» **Exercise objective**: Search the entries below for "return". Report each line where it occurs.

» **Data for this task**:
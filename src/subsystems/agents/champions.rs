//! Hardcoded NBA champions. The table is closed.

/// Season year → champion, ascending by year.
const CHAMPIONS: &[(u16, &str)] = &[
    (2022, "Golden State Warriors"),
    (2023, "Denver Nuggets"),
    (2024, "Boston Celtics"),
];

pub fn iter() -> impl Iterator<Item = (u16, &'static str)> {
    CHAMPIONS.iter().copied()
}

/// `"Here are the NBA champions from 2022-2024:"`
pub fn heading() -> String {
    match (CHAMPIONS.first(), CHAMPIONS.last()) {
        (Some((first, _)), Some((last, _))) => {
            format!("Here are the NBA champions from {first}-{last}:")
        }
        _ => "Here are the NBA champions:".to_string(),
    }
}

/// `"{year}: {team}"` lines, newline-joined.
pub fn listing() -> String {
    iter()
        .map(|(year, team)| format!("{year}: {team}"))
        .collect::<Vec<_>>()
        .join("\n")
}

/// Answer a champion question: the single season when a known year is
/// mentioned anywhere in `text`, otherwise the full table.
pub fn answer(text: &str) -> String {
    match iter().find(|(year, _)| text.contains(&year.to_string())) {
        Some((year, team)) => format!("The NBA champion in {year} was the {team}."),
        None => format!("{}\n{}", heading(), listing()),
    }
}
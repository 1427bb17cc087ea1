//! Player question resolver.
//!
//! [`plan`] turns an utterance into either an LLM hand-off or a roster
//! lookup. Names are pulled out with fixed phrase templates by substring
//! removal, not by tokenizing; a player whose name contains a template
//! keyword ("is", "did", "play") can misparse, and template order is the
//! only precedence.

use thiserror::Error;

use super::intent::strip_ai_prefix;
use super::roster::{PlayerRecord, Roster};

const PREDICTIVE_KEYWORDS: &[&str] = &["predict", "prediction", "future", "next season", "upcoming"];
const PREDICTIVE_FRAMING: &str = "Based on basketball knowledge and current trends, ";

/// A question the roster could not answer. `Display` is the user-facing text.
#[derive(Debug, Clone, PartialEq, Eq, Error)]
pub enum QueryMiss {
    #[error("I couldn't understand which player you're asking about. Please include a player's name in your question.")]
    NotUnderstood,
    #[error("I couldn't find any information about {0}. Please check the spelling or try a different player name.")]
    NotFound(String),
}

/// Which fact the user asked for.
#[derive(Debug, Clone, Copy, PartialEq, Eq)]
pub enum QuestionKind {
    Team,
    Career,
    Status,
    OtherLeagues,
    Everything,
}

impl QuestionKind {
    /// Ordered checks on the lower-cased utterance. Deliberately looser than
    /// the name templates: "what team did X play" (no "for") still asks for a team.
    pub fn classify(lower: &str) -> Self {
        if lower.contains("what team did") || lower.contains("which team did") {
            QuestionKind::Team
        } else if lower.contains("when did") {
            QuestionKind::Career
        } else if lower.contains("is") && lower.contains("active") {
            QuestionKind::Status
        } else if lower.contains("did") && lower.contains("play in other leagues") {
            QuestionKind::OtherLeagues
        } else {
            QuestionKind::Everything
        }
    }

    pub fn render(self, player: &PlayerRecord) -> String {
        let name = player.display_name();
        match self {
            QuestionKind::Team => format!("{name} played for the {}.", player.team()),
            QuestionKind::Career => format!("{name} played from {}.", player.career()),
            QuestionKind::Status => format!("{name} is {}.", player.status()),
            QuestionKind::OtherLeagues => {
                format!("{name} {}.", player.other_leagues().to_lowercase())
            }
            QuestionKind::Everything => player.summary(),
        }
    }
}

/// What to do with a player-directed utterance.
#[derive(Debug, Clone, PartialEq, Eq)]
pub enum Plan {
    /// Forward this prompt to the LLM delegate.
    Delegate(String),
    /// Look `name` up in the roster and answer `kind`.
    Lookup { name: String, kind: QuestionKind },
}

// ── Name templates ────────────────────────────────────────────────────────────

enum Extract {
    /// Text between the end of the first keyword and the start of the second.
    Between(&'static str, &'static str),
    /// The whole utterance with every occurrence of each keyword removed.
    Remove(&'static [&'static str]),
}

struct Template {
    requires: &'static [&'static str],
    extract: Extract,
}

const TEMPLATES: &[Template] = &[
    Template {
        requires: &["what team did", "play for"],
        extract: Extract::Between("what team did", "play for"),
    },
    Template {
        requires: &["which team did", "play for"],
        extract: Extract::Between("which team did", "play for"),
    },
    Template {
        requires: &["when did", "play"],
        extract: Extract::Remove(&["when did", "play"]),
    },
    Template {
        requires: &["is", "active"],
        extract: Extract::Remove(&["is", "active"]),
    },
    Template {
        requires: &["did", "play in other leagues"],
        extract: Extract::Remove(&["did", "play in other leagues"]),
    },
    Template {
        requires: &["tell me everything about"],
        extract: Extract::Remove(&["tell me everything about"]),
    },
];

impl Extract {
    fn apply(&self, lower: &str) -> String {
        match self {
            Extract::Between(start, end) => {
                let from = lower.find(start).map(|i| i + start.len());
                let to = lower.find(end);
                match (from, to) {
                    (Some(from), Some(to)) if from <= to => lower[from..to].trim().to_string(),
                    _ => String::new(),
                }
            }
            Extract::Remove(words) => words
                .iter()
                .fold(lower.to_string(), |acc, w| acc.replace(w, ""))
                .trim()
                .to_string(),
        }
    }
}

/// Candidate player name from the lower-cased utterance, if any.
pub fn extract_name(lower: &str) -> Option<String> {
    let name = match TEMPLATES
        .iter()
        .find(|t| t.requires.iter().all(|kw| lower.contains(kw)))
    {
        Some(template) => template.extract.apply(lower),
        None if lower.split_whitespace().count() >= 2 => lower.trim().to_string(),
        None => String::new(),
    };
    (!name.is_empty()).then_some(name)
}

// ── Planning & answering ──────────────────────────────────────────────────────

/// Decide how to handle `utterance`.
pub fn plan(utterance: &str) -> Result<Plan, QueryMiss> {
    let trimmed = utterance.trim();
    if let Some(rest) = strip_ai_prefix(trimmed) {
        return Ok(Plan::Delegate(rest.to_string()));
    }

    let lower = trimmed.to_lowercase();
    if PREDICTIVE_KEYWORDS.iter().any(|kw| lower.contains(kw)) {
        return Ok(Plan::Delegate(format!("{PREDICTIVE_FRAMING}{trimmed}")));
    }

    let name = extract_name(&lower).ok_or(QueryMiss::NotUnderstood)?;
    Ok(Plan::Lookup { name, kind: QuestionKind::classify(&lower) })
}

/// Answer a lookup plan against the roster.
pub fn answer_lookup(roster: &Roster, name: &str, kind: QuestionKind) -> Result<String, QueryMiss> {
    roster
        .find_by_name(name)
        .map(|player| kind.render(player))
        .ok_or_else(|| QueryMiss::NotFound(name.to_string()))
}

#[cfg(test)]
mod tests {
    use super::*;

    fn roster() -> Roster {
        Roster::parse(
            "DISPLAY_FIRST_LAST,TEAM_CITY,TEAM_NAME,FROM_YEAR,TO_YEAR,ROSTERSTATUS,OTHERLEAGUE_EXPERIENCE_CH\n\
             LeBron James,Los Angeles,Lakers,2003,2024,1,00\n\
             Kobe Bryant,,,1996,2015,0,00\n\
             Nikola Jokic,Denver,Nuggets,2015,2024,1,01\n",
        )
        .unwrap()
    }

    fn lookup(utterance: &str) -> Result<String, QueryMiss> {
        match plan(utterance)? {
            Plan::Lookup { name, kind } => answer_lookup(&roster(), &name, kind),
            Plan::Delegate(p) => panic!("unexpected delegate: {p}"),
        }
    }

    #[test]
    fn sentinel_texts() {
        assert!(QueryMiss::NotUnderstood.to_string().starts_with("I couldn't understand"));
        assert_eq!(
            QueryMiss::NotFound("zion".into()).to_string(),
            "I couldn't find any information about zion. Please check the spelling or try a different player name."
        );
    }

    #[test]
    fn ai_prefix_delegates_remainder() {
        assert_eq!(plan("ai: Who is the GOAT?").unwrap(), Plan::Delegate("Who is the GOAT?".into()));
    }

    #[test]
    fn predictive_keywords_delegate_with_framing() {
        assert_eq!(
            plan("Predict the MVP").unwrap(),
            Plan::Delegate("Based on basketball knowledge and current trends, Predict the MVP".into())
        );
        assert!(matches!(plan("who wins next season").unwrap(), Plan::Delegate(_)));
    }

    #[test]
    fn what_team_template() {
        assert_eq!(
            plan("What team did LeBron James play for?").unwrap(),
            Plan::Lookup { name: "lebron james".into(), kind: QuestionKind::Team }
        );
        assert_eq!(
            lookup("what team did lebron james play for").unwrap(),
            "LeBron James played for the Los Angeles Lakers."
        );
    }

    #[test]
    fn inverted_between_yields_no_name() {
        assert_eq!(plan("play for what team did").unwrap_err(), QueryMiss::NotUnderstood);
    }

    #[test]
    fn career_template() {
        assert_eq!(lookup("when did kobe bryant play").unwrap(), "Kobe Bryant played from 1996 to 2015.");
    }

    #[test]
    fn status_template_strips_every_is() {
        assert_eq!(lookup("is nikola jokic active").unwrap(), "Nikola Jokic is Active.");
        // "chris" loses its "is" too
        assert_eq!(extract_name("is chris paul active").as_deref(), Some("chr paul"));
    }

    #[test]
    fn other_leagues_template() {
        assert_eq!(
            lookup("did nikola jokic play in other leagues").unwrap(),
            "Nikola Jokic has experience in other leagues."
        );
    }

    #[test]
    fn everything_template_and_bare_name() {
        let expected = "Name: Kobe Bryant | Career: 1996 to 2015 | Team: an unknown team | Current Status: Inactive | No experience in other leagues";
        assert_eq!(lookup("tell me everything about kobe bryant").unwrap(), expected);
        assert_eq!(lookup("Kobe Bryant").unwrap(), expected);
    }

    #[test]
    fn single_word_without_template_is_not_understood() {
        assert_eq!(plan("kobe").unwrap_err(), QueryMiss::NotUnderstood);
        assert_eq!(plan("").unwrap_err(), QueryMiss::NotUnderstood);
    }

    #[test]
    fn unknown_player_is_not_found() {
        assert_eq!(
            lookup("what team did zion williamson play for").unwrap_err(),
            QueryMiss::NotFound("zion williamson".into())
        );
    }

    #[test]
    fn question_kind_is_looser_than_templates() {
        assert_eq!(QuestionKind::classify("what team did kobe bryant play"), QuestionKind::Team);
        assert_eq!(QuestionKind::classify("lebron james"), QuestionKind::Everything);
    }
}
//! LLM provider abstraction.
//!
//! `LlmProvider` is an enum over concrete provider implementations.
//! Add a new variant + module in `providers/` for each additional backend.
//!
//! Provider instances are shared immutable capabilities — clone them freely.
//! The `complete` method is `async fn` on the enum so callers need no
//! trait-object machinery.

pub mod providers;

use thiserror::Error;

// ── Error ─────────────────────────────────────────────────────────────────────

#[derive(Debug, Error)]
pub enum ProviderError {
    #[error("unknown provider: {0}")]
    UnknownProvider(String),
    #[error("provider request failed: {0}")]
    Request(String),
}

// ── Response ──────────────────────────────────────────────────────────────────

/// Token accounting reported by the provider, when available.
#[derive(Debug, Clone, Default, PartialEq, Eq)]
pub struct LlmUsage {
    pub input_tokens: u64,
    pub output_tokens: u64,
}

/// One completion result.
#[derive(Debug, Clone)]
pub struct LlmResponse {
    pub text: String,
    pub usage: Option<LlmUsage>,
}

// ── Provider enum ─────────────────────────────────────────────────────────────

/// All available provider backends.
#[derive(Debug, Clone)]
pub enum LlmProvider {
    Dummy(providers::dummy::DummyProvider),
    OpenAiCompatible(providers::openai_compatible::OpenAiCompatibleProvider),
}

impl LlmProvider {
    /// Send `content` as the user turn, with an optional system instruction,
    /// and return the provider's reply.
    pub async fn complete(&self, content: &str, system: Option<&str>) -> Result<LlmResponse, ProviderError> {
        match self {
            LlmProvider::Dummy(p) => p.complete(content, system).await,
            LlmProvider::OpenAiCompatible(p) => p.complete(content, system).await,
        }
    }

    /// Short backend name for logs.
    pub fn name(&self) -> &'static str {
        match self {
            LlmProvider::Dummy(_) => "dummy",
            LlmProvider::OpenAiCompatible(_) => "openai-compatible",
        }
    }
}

» **Completed exercise**:
        return Ok(Plan::Delegate(rest.to_string()));
        return Ok(Plan::Delegate(format!("{PREDICTIVE_FRAMING}{trimmed}")));
    /// and return the provider's reply.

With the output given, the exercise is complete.